Come già accennato, la dieta del gruppo sanguigno non è stata mai accettata dalla comunità scientifica perché priva di fondamenti. Non esiste infatti alcuna validità scientifica in grado di confermare le teorie diffuse da D’Adamo e Mozzi.

Sono molte inoltre le lacune e i punti oscuri che caratterizzano questo regime alimentare e che fanno storcere il naso agli esperti della nutrizione. A partire dal presupposto che la classificazione dei gruppi sanguigni è molto più complessa di quella elaborata dalla dieta. Quest’ultima infatti tiene in considerazione solo il sistema AB0 per la differenziazione, escludendo a priori le varianti Rh, positivo e negativo, che permettono di ottenere ben 8 classificazioni e non 4 come previsto dal dottor D’Adamo.

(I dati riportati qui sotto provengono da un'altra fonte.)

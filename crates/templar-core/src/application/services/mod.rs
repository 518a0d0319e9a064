//! Application services - orchestrate use cases.
//!
//! Services coordinate the domain layer and ports to accomplish
//! high-level use cases like "load template metadata" or "resolve and render".

pub mod metadata_service;
pub mod render_service;

pub use metadata_service::MetadataService;
pub use render_service::{RenderService, Resolution};
//! Application configuration.
//!
//! [`AppConfig`] is loaded once at startup and passed down by value.  The
//! CLI layer owns config; the core crate never sees it.
//!
//! # Resolution order (highest priority first)
//!
//! 1. CLI flags (handled at the call-site, not here)
//! 2. Config file (`--config`, or the default location if present)
//! 3. Built-in defaults (always present)

use std::path::{Path, PathBuf};

use serde::{Deserialize, Serialize};

/// Application configuration.
#[derive(Debug, Clone, Default, Serialize, Deserialize)]
#[serde(default)]
pub struct AppConfig {
    /// Default values for rendering.
    pub defaults: Defaults,
    /// Output settings.
    pub output: OutputConfig,
}

#[derive(Debug, Clone, Default, Serialize, Deserialize)]
#[serde(default)]
pub struct Defaults {
    /// Project name used when neither `--name` nor `--set projectName=` is
    /// given and the template declares no name of its own.
    pub project_name: Option<String>,
}

#[derive(Debug, Clone, Default, Serialize, Deserialize)]
#[serde(default)]
pub struct OutputConfig {
    pub no_color: bool,
}

impl AppConfig {
    /// Load configuration, starting from defaults.
    ///
    /// A file passed via `--config` must exist and parse; the default
    /// location is optional.
    pub fn load(config_file: Option<&PathBuf>) -> anyhow::Result<Self> {
        match config_file {
            Some(path) => Self::from_file(path),
            None => {
                let path = Self::config_path();
                if path.is_file() {
                    Self::from_file(&path)
                } else {
                    Ok(Self::default())
                }
            }
        }
    }

    fn from_file(path: &Path) -> anyhow::Result<Self> {
        let raw = std::fs::read_to_string(path)
            .map_err(|e| anyhow::anyhow!("cannot read {}: {e}", path.display()))?;
        toml::from_str(&raw).map_err(|e| anyhow::anyhow!("cannot parse {}: {e}", path.display()))
    }

    /// Path to the default configuration file.
    ///
    /// Uses `directories::ProjectDirs` for cross-platform correctness,
    /// falling back to `.templar.toml` in the current directory.
    pub fn config_path() -> PathBuf {
        directories::ProjectDirs::from("com", "templar", "templar")
            .map(|d| d.config_dir().join("config.toml"))
            .unwrap_or_else(|| PathBuf::from(".templar.toml"))
    }
}
//! # Templar CLI
//!
//! Command-line front end for the Templar template renderer.
//!
//! ## Startup sequence
//!
//! 1. Parse CLI arguments (clap handles `--help` / `--version` early-exit).
//! 2. Initialise the tracing subscriber (logging).
//! 3. Load configuration (file + defaults).
//! 4. Build the [`OutputManager`].
//! 5. Dispatch to the appropriate command handler.
//! 6. Translate any [`CliError`] into a user-facing message and exit code.
//!
//! ## Exit codes
//!
//! | Code | Meaning                 |
//! |------|-------------------------|
//! |  0   | Success                 |
//! |  1   | Internal / system error |
//! |  2   | User / input error      |
//! |  3   | Resource not found      |
//! |  4   | Configuration error     |

use std::process::ExitCode;

use clap::Parser;
use tracing::{debug, info, instrument};

use crate::{
    cli::{Cli, Commands},
    config::AppConfig,
    error::{CliError, CliResult},
    logging::init_logging,
    output::OutputManager,
};

mod cli;
mod commands;
mod config;
mod error;
mod logging;
mod output;

fn main() -> ExitCode {
    // ── 1. Parse arguments ────────────────────────────────────────────────
    // clap handles --help / --version and exits automatically; errors here
    // are argument-parse failures (exit 2).
    let cli = match Cli::try_parse() {
        Ok(cli) => cli,
        Err(e) => {
            // --help / --version arrive here as clap "errors"; they are
            // successes that print to stdout.
            if matches!(
                e.kind(),
                clap::error::ErrorKind::DisplayHelp | clap::error::ErrorKind::DisplayVersion
            ) {
                let _ = e.print();
                return ExitCode::SUCCESS;
            }
            // Render clap's own error (already user-friendly) and exit 2.
            eprintln!("{}", e.render().ansi());
            return ExitCode::from(2);
        }
    };

    // ── 2. Initialise tracing ─────────────────────────────────────────────
    if let Err(e) = init_logging(&cli.global) {
        eprintln!("Failed to initialise logging: {e}");
        return ExitCode::from(1);
    }

    debug!(
        verbose = cli.global.verbose,
        quiet = cli.global.quiet,
        no_color = cli.global.no_color,
        "CLI started"
    );

    // ── 3. Load configuration ─────────────────────────────────────────────
    let verbose = cli.global.verbose > 0;
    let config = match AppConfig::load(cli.global.config.as_ref()) {
        Ok(cfg) => cfg,
        Err(e) => {
            let err = CliError::ConfigError {
                message: e.to_string(),
                source: Some(e.into()),
            };
            return handle_error(err, verbose);
        }
    };

    // ── 4. Build output manager ───────────────────────────────────────────
    let output = OutputManager::new(&cli.global, &config);

    // ── 5. Dispatch + 6. Error handling ──────────────────────────────────
    match run(cli, config, output) {
        Ok(()) => {
            info!("Templar completed successfully");
            ExitCode::SUCCESS
        }
        Err(e) => handle_error(e, verbose),
    }
}

/// Dispatch to the correct command handler.
#[instrument(skip_all)]
fn run(cli: Cli, config: AppConfig, output: OutputManager) -> CliResult<()> {
    match cli.command {
        Commands::Render(cmd) => commands::render::execute(cmd, cli.global, config, output),
        Commands::Tags(cmd) => commands::tags::execute(cmd, output),
    }
}

/// Translate a `CliError` into a user message and an appropriate exit code.
///
/// This is the single place where structured errors become human-readable
/// output and OS exit codes — the format/suggestion machinery in `CliError`
/// is all exercised here.
fn handle_error(err: CliError, verbose: bool) -> ExitCode {
    // 1. Emit a structured log event at the right severity.
    err.log();

    // 2. Print a user-friendly message.  We write directly to stderr so the
    //    message appears even when stdout is redirected.
    //
    //    Colour is disabled when stderr is not a TTY (same logic as logging.rs).
    let msg = if std::io::IsTerminal::is_terminal(&std::io::stderr()) {
        err.format_colored(verbose)
    } else {
        err.format_plain(verbose)
    };
    eprint!("{msg}");

    ExitCode::from(err.exit_code())
}

// ── tests ─────────────────────────────────────────────────────────────────────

Senza contare, poi, che non sono state riscontrate prove in merito al fatto che la formazione dei gruppi sanguigni sia stata determinata dall’evoluzione della specie.

Nel corso degli ultimi 20 anni, quindi, sono stati effettuati diversi studi scientifici per tentare di trovare una corrispondenza ai princìpi della emodieta, senza successo. Nulla infatti è stato in grado di dimostrare che determinate scelte alimentari possano produrre reali benefici sulla base del gruppo sanguigno di appartenenza.

Al contrario, a lungo termine questa dieta può rivelarsi persino pericolosa per la salute di alcuni soggetti. È il caso di coloro che soffrono di intolleranze e si ritrovano tali cibi nella lista di quelli consigliati, oppure di chi propende al consumo eccessivo di determinate categorie di alimenti e alla totale esclusione di altre, producendo così un forte squilibrio tra i nutrienti.